→ **Stored data entries**:
━━━━━━
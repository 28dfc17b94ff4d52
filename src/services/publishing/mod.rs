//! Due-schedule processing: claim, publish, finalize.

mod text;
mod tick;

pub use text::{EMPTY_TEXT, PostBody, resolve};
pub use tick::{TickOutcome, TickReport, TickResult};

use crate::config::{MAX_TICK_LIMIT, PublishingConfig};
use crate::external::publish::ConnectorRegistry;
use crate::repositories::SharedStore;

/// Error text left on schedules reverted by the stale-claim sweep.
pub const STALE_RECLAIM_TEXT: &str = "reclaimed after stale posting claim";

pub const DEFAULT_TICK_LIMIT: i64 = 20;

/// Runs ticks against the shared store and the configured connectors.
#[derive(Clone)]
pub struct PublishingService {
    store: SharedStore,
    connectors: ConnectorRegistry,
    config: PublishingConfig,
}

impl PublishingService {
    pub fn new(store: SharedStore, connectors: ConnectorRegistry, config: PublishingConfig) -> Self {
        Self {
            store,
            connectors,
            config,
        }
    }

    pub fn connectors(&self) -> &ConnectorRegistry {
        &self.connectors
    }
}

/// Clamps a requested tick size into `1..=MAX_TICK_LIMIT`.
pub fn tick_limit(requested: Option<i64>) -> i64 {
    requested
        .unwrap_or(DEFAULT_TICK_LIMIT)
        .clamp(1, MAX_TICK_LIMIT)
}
━━━━━━
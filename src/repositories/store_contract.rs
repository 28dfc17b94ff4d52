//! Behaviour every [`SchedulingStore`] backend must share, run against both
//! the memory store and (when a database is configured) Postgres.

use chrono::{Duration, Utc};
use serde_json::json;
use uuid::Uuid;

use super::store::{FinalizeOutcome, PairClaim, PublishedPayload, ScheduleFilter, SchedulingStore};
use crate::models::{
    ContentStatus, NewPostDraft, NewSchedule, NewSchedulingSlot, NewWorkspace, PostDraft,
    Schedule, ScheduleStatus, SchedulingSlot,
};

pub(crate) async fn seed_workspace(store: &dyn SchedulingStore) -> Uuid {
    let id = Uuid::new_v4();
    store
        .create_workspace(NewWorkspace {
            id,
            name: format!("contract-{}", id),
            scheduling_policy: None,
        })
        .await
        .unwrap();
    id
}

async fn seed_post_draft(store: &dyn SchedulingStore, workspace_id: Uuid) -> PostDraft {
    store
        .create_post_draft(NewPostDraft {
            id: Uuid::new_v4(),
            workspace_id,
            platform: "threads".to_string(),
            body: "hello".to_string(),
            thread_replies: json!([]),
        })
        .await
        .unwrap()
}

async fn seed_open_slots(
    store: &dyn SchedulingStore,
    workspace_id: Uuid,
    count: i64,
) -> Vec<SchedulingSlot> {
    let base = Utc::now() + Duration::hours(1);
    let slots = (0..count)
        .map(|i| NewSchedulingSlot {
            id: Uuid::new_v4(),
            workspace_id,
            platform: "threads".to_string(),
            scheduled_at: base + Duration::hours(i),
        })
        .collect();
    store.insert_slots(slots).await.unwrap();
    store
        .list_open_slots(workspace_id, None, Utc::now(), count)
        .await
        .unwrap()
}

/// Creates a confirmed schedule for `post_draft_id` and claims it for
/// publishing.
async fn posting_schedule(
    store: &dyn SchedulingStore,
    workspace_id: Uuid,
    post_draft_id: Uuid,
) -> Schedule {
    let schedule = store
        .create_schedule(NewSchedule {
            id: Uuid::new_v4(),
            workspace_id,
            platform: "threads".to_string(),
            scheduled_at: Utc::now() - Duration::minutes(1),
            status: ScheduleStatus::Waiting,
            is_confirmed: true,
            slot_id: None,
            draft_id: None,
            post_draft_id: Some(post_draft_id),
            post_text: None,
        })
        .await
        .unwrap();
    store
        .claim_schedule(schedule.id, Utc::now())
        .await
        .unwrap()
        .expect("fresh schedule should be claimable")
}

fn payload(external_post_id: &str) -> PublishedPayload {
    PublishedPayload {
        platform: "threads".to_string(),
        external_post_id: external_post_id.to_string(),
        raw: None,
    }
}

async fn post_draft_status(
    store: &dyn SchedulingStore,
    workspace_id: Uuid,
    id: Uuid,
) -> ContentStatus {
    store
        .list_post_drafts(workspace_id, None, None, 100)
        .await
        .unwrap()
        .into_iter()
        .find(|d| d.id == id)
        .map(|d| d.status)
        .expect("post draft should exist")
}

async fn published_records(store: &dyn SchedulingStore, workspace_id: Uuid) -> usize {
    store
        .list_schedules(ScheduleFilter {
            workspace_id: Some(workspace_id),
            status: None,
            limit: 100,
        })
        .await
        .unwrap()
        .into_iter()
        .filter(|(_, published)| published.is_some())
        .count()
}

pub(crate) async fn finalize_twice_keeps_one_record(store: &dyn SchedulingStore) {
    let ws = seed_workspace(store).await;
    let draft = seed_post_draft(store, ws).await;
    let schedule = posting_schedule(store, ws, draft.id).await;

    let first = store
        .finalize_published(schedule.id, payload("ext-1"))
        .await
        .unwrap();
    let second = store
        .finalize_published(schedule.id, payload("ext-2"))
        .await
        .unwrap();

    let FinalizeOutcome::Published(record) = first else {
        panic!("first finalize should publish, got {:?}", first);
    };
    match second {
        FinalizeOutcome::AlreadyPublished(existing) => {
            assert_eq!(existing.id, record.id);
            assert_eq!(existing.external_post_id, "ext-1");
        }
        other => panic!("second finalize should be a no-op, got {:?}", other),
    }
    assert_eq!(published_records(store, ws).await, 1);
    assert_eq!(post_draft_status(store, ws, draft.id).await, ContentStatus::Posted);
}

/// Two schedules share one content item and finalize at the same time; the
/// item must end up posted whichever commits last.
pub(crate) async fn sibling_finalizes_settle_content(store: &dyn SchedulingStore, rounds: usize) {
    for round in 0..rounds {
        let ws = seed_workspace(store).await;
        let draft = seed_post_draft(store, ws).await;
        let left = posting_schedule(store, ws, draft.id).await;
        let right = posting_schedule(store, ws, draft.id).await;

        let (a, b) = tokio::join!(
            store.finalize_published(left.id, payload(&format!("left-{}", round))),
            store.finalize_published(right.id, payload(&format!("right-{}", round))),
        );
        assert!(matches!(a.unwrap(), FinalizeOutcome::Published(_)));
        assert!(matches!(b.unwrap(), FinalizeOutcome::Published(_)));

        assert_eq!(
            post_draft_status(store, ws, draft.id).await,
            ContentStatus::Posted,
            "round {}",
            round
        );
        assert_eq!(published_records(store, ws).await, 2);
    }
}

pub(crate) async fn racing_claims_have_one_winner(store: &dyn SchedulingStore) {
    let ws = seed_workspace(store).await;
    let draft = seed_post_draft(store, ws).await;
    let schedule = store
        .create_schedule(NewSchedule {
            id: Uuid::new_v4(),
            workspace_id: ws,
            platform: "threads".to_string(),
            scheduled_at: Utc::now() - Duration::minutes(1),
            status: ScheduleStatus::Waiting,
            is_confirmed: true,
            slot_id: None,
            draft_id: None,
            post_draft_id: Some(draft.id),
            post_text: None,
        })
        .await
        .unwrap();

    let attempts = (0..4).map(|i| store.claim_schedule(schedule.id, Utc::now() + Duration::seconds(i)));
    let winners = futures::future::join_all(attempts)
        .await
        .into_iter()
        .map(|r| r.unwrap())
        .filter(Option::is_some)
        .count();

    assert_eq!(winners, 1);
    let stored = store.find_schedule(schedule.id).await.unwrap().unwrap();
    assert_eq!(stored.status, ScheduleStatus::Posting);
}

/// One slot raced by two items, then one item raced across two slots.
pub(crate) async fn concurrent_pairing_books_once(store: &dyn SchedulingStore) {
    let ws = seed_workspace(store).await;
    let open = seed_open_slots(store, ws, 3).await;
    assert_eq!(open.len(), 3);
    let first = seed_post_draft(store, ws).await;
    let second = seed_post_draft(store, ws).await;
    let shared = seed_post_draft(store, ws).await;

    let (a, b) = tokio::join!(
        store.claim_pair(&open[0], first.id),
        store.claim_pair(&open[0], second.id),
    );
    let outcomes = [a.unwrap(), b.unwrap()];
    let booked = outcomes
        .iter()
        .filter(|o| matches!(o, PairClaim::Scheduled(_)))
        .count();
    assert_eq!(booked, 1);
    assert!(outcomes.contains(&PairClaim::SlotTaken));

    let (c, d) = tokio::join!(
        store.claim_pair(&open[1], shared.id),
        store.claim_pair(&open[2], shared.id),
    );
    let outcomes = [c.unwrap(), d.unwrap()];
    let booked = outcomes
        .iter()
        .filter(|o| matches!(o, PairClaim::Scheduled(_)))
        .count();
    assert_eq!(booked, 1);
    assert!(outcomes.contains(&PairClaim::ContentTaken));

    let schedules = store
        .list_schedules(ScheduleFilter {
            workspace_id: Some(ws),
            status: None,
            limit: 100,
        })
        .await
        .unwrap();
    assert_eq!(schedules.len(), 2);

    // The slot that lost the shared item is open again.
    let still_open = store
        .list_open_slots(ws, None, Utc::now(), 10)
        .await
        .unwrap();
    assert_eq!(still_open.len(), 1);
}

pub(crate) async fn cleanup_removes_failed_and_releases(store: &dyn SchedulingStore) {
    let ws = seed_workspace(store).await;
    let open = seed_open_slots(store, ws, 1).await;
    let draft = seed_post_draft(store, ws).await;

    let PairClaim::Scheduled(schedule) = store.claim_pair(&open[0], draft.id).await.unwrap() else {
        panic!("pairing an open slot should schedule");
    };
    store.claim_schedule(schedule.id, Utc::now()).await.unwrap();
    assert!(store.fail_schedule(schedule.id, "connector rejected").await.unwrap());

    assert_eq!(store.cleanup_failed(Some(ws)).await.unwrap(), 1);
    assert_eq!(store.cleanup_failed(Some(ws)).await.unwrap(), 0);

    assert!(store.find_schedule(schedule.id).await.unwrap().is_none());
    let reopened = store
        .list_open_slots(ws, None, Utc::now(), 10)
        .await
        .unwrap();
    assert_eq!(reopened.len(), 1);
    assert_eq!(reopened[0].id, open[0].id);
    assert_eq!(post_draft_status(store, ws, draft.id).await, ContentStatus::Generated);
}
━━━━━━
→ **How to complete this task**:
Copy out each line from the preceding entries that mentions the word "right".

→ **Exercise result**:
        let right = posting_schedule(store, ws, draft.id).await;
            store.finalize_published(right.id, payload(&format!("right-{}", round))),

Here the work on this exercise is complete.